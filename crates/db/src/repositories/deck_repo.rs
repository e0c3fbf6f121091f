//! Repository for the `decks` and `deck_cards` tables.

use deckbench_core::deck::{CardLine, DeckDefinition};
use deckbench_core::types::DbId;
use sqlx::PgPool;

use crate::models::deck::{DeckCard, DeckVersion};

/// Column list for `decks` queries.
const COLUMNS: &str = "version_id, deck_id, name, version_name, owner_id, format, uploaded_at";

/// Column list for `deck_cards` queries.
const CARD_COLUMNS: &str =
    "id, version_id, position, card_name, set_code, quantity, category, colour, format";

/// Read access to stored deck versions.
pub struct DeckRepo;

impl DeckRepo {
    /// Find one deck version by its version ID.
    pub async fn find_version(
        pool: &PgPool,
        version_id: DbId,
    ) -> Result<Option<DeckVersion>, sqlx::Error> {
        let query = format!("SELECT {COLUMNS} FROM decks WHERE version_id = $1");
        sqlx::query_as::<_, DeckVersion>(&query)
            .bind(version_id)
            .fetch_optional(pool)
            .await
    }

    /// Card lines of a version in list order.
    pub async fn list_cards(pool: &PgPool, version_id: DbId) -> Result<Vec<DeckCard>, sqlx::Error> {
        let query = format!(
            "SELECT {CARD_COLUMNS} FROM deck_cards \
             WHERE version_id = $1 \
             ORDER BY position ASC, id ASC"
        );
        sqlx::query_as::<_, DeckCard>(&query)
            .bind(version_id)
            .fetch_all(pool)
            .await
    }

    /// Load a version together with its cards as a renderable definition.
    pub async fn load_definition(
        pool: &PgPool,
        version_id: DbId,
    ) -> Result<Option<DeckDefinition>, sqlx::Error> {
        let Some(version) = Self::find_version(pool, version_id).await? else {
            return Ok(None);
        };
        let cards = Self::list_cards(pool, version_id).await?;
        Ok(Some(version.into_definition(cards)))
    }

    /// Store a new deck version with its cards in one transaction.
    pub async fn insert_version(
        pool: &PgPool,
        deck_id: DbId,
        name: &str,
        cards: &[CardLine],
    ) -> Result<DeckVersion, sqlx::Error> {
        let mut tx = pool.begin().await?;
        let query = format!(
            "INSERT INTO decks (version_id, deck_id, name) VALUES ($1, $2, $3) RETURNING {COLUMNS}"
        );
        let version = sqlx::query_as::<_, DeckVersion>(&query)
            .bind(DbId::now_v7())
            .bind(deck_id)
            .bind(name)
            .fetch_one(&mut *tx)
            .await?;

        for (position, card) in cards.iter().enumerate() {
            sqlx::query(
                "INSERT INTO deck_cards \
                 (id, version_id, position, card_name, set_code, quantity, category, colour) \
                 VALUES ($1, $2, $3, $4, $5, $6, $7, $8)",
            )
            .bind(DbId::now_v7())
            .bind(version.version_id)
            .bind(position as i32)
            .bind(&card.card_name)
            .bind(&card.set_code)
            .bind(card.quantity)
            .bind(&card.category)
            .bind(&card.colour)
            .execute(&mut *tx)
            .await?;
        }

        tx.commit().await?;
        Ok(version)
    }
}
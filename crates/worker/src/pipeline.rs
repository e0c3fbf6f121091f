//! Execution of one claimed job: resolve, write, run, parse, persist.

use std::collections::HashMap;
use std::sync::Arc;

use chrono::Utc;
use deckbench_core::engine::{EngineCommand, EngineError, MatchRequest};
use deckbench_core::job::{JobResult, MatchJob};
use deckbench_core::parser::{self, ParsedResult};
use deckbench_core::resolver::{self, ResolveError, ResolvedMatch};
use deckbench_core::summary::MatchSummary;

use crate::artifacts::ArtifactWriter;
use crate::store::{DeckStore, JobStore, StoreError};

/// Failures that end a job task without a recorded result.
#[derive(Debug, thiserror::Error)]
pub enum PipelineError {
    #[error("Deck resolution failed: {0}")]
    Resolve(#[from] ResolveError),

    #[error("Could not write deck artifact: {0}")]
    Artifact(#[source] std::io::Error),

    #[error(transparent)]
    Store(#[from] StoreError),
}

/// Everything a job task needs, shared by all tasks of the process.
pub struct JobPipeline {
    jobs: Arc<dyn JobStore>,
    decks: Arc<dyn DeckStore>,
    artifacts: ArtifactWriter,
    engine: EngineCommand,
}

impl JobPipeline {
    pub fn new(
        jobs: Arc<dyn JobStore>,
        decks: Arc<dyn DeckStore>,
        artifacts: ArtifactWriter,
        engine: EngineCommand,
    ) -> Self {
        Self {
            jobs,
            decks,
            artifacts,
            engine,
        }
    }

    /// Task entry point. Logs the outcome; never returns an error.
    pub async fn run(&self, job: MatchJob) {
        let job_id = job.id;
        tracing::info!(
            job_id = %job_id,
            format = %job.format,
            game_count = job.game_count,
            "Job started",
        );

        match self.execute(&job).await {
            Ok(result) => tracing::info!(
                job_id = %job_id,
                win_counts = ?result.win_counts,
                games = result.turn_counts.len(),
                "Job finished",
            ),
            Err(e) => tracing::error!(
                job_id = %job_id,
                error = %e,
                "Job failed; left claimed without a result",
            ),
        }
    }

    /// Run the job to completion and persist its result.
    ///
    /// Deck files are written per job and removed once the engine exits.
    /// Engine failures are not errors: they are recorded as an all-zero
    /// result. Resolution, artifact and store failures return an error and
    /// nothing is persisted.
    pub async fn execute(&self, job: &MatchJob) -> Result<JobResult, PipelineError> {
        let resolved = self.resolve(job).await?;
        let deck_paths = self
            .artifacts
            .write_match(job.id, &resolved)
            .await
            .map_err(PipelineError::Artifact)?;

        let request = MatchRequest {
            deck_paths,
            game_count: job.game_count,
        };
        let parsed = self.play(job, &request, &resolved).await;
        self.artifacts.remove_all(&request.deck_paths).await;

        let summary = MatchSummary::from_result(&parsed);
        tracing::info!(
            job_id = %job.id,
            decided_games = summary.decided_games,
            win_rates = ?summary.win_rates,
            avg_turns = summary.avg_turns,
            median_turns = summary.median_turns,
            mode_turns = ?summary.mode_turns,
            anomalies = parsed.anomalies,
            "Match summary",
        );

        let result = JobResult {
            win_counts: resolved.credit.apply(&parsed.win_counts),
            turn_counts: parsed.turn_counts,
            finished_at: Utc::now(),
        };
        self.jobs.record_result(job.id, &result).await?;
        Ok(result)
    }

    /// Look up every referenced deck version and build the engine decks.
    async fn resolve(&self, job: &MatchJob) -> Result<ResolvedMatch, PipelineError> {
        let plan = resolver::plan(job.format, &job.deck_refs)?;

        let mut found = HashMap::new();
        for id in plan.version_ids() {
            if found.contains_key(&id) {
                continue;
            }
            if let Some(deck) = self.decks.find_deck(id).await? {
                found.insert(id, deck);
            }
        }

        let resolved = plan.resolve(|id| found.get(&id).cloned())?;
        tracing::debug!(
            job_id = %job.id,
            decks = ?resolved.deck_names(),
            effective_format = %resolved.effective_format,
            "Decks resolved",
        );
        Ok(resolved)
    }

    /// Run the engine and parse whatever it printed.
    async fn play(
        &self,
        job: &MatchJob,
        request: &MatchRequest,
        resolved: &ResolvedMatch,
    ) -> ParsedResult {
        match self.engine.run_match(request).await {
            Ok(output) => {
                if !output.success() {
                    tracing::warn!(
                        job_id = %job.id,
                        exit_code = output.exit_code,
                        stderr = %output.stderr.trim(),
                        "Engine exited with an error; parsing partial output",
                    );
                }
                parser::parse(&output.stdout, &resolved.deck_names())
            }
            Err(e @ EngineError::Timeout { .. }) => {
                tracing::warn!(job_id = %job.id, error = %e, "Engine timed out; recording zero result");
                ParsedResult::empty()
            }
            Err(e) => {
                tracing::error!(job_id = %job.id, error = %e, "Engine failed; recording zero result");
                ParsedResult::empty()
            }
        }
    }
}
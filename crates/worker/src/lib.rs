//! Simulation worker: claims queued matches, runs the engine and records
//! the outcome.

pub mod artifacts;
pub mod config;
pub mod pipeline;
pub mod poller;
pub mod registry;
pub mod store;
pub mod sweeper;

-*-*-

> [Work to complete]:
What lines above contain the word "EngineCommand"? Return each such line.

> [Response for this exercise]:
use deckbench_core::engine::{EngineCommand, EngineError, MatchRequest};
    engine: EngineCommand,
        engine: EngineCommand,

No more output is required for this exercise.